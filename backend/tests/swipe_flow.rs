// Swipe recording and match finalization against the in-memory collaborators
mod common;

use anyhow::Result;
use async_trait::async_trait;
use serde_json::json;
use std::collections::{HashMap, HashSet};
use std::sync::atomic::{AtomicBool, Ordering};
use std::sync::{Arc, Mutex};
use tokio::sync::Notify;

use common::{user, Harness, HarnessOptions};
use kindred::constants::{MSG_ALREADY_MATCHED, MSG_ALREADY_SWIPED, MSG_SWIPE_WAITING};
use kindred::models::{MatchPair, SwipeRecord, SwipeResult, UserProfile};
use kindred::services::memory::{
    FailingNotificationDispatcher, FailingPresenceStore, FailingTokenIssuer, InMemorySwipeStore,
    RecordingNotificationDispatcher,
};
use kindred::services::{MatchError, SwipeStore, UnconfiguredPresenceStore};

fn profile_ids(profiles: &[UserProfile]) -> Vec<i32> {
    profiles.iter().map(|p| p.id).collect()
}

// =============================================================================
// One-sided swipes
// =============================================================================

#[tokio::test]
async fn test_first_swipe_waits_for_mutual() {
    let h = Harness::new();

    let result = h.engine.swipe(10, 20).await.unwrap();

    assert_eq!(result, SwipeResult::WaitingForMutual);
    assert_eq!(result.message(), MSG_SWIPE_WAITING);
    assert!(!result.match_occurred());
    assert_eq!(h.edge_pairs(), vec![(10, 20)]);
    assert!(h.notifications.created().is_empty());
}

#[tokio::test]
async fn test_repeat_one_sided_swipe_is_idempotent() {
    let h = Harness::new();

    h.engine.swipe(10, 20).await.unwrap();
    let again = h.engine.swipe(10, 20).await.unwrap();
    let third = h.engine.swipe(10, 20).await.unwrap();

    assert_eq!(again, SwipeResult::AlreadySwiped);
    assert_eq!(again.message(), MSG_ALREADY_SWIPED);
    assert_eq!(third, SwipeResult::AlreadySwiped);
    assert_eq!(h.edge_pairs(), vec![(10, 20)]);
    assert!(h.engine.get_specific_match(10, 20).await.unwrap().is_none());
}

#[tokio::test]
async fn test_swipe_on_unknown_user_is_rejected() {
    let h = Harness::new();

    let result = h.engine.swipe(10, 999).await;

    assert!(matches!(result, Err(MatchError::UnknownUser(999))));
    assert!(h.edge_pairs().is_empty());
}

#[tokio::test]
async fn test_self_swipe_is_rejected() {
    let h = Harness::new();

    let result = h.engine.swipe(10, 10).await;

    assert!(matches!(result, Err(MatchError::SelfSwipe)));
    assert!(h.edge_pairs().is_empty());
}

// =============================================================================
// Mutual matches
// =============================================================================

#[tokio::test]
async fn test_closing_swipe_creates_single_match() {
    let h = Harness::new();

    h.engine.swipe(10, 20).await.unwrap();
    let closing = h.engine.swipe(20, 10).await.unwrap();

    let SwipeResult::MatchOccurred { pair } = &closing else {
        panic!("expected a match, got {:?}", closing);
    };
    assert_eq!(pair.initiator_id(), 10);
    assert_eq!(pair.closer_id(), 20);
    assert_eq!(pair.match_id(), pair.closing.id);
    assert!(closing.match_occurred());
    assert_eq!(h.edge_pairs(), vec![(10, 20), (20, 10)]);

    // Neither side can produce a second match record.
    for (actor, target) in [(20, 10), (10, 20)] {
        let repeat = h.engine.swipe(actor, target).await.unwrap();
        assert_eq!(repeat, SwipeResult::AlreadyMatched);
        assert_eq!(repeat.message(), MSG_ALREADY_MATCHED);
        assert!(!repeat.match_occurred());
    }
    assert_eq!(h.edge_pairs().len(), 2);
    assert_eq!(h.notifications.created().len(), 2);
}

#[tokio::test]
async fn test_match_is_identical_whichever_side_swipes_first() {
    let forward = Harness::new();
    forward.engine.swipe(10, 20).await.unwrap();
    forward.engine.swipe(20, 10).await.unwrap();

    let backward = Harness::new();
    backward.engine.swipe(20, 10).await.unwrap();
    backward.engine.swipe(10, 20).await.unwrap();

    let a = forward.engine.get_specific_match(10, 20).await.unwrap().unwrap();
    let b = backward.engine.get_specific_match(10, 20).await.unwrap().unwrap();

    assert_eq!(a.id, b.id);
    let mut a_users = [a.user_a_id, a.user_b_id];
    let mut b_users = [b.user_a_id, b.user_b_id];
    a_users.sort();
    b_users.sort();
    assert_eq!(a_users, b_users);
    assert!(a.user_a.is_some() && a.user_b.is_some());
    assert!(b.user_a.is_some() && b.user_b.is_some());

    // Only the initiator differs.
    assert_eq!(a.user_a_id, 10);
    assert_eq!(b.user_a_id, 20);
}

#[tokio::test]
async fn test_specific_match_is_symmetric() {
    let h = Harness::new();

    assert!(h.engine.get_specific_match(10, 20).await.unwrap().is_none());
    assert!(h.engine.get_specific_match(20, 10).await.unwrap().is_none());

    h.engine.swipe(10, 20).await.unwrap();
    h.engine.swipe(20, 10).await.unwrap();

    let one = h.engine.get_specific_match(10, 20).await.unwrap().unwrap();
    let other = h.engine.get_specific_match(20, 10).await.unwrap().unwrap();
    assert_eq!(one, other);
    assert_eq!(one.user_a.as_ref().map(|u| u.id), Some(10));
    assert_eq!(one.user_b.as_ref().and_then(|u| u.full_name.clone()), Some("Bea".to_string()));
}

// =============================================================================
// Listing
// =============================================================================

#[tokio::test]
async fn test_list_matches_filters_and_orders_newest_first() {
    let h = Harness::new();

    let mut admin = user(40, "Admin");
    admin.role = "admin".to_string();
    let mut deleted = user(50, "Gone");
    deleted.is_deleted = true;
    h.directory.insert(admin);
    h.directory.insert(deleted);
    h.directory.insert(user(60, "Blocked"));
    h.directory.block(10, 60);

    for other in [20, 30, 40, 50, 60] {
        h.engine.swipe(10, other).await.unwrap();
        h.engine.swipe(other, 10).await.unwrap();
    }
    // One-sided swipes never show up.
    h.directory.insert(user(70, "Dee"));
    h.engine.swipe(10, 70).await.unwrap();

    let matches = h.engine.list_matches(10).await.unwrap();
    assert_eq!(profile_ids(&matches), vec![30, 20]);

    let from_other_side = h.engine.list_matches(20).await.unwrap();
    assert_eq!(profile_ids(&from_other_side), vec![10]);
}

#[tokio::test]
async fn test_list_matches_empty_without_mutual_swipes() {
    let h = Harness::new();
    h.engine.swipe(10, 20).await.unwrap();
    h.engine.swipe(30, 10).await.unwrap();

    assert!(h.engine.list_matches(10).await.unwrap().is_empty());
}

// =============================================================================
// Notifications
// =============================================================================

#[tokio::test]
async fn test_both_users_are_notified() {
    let h = Harness::new();
    h.engine.swipe(10, 20).await.unwrap();
    h.engine.swipe(20, 10).await.unwrap();

    let created = h.notifications.created();
    assert_eq!(created.len(), 2);

    let to_ada = created.iter().find(|n| n.to_user_id == 10).unwrap();
    assert_eq!(to_ada.from_user_id, 20);
    assert_eq!(to_ada.kind, "matches");
    assert_eq!(to_ada.title, "It's a match!");
    assert_eq!(to_ada.body, "You and Bea have matched!");

    let to_bea = created.iter().find(|n| n.to_user_id == 20).unwrap();
    assert_eq!(to_bea.from_user_id, 10);
    assert_eq!(to_bea.body, "You and Ada have matched!");

    let pushed = h.notifications.pushed();
    assert_eq!(pushed.len(), 2);
    let push_to_ada = pushed.iter().find(|p| p.device_token == "device-10").unwrap();
    assert_eq!(push_to_ada.counterparty_id, 20);
    assert_eq!(
        push_to_ada.counterparty_image_url.as_deref(),
        Some("https://cdn.example/20.jpg")
    );
    assert_eq!(push_to_ada.notification_id, to_ada.id);
}

#[tokio::test]
async fn test_user_without_device_token_gets_stored_notification_only() {
    let h = Harness::new();
    let mut silent = user(20, "Bea");
    silent.fcm_token = None;
    silent.full_name = None;
    h.directory.insert(silent);

    h.engine.swipe(10, 20).await.unwrap();
    h.engine.swipe(20, 10).await.unwrap();

    assert_eq!(h.notifications.created().len(), 2);
    let pushed = h.notifications.pushed();
    assert_eq!(pushed.len(), 1);
    assert_eq!(pushed[0].device_token, "device-10");
    assert_eq!(pushed[0].body, "You and Someone have matched!");
}

#[tokio::test]
async fn test_one_failed_notification_does_not_block_the_other() {
    let recording = Arc::new(RecordingNotificationDispatcher::failing_for(10));
    let h = Harness::with(HarnessOptions {
        notifications: Some(recording.clone()),
        ..Default::default()
    });

    h.engine.swipe(10, 20).await.unwrap();
    let result = h.engine.swipe(20, 10).await.unwrap();

    assert!(result.match_occurred());
    let created = recording.created();
    assert_eq!(created.len(), 1);
    assert_eq!(created[0].to_user_id, 20);
    assert_eq!(recording.pushed().len(), 1);
}

// =============================================================================
// Best-effort side effects
// =============================================================================

#[tokio::test]
async fn test_notification_and_token_failures_do_not_fail_the_swipe() {
    let h = Harness::with(HarnessOptions {
        notifications: Some(Arc::new(FailingNotificationDispatcher)),
        tokens: Some(Arc::new(FailingTokenIssuer)),
        ..Default::default()
    });

    h.engine.swipe(10, 20).await.unwrap();
    let result = h.engine.swipe(20, 10).await.unwrap();

    assert!(result.match_occurred());
    assert!(h.engine.get_specific_match(10, 20).await.unwrap().is_some());

    // Presence still lands, with an empty channel token.
    let settings = h
        .presence
        .document(&h.engine.settings_document_path(10, 20))
        .unwrap();
    assert_eq!(settings["agoraToken"], json!(""));
    assert!(h.engine.unsynced_matches(50).await.unwrap().is_empty());
}

#[tokio::test]
async fn test_presence_failure_leaves_match_for_reconciler() {
    let h = Harness::with(HarnessOptions {
        presence: Some(Arc::new(FailingPresenceStore)),
        ..Default::default()
    });

    h.engine.swipe(10, 20).await.unwrap();
    let result = h.engine.swipe(20, 10).await.unwrap();

    let SwipeResult::MatchOccurred { pair } = result else {
        panic!("expected a match");
    };
    assert_eq!(h.notifications.created().len(), 2);

    let pending = h.engine.unsynced_matches(50).await.unwrap();
    assert_eq!(pending.len(), 1);
    assert_eq!(pending[0].match_id(), pair.match_id());

    // Still failing: stays pending.
    assert!(!h.engine.reproject_presence(&pending[0]).await.unwrap());
    assert_eq!(h.engine.unsynced_matches(50).await.unwrap().len(), 1);

    let recovered = h.engine_with_presence(h.presence.clone());
    assert!(recovered.reproject_presence(&pending[0]).await.unwrap());
    assert!(recovered.unsynced_matches(50).await.unwrap().is_empty());
    assert!(h.presence.document("test_users/10").is_some());
    assert!(h.presence.document("test_chat/20/settings/10").is_some());
}

#[tokio::test]
async fn test_unconfigured_presence_never_marks_matches_synced() {
    let h = Harness::with(HarnessOptions {
        presence: Some(Arc::new(UnconfiguredPresenceStore)),
        ..Default::default()
    });

    h.engine.swipe(10, 20).await.unwrap();
    let result = h.engine.swipe(20, 10).await.unwrap();

    assert!(result.match_occurred());
    let pending = h.engine.unsynced_matches(50).await.unwrap();
    assert_eq!(pending.len(), 1);
    assert!(pending[0].closing.presence_synced_at.is_none());
    assert!(!h.engine.reproject_presence(&pending[0]).await.unwrap());
    assert_eq!(h.engine.unsynced_matches(50).await.unwrap().len(), 1);
}

// =============================================================================
// Presence projection
// =============================================================================

#[tokio::test]
async fn test_presence_documents_written_for_both_users() {
    let h = Harness::new();
    h.engine.swipe(10, 20).await.unwrap();
    let SwipeResult::MatchOccurred { pair } = h.engine.swipe(20, 10).await.unwrap() else {
        panic!("expected a match");
    };

    let ada = h.presence.document("test_users/10").unwrap();
    assert_eq!(ada["id"], json!(10));
    assert_eq!(ada["fullName"], json!("Ada"));
    assert_eq!(ada["matches"], json!([20]));
    assert!(ada["lastActivityOn"].is_string());
    assert!(ada["deletedAt"].is_null());

    let bea = h.presence.document("test_users/20").unwrap();
    assert_eq!(bea["matches"], json!([10]));

    let mine = h.presence.document("test_chat/10/settings/20").unwrap();
    let theirs = h.presence.document("test_chat/20/settings/10").unwrap();
    assert_eq!(mine["matchId"], json!(pair.match_id()));
    assert_eq!(theirs["matchId"], json!(pair.match_id()));
    assert_eq!(mine["agoraToken"], theirs["agoraToken"]);
    assert!(!mine["agoraToken"].as_str().unwrap().is_empty());

    assert!(h.engine.unsynced_matches(50).await.unwrap().is_empty());
}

******************************

▶ [Problem description]
Some lines contain the word "have". Pull each one out of the listing.

▶ [Output for this exercise]
    assert_eq!(to_ada.body, "You and Bea have matched!");
    assert_eq!(to_bea.body, "You and Ada have matched!");
    assert_eq!(pushed[0].body, "You and Someone have matched!");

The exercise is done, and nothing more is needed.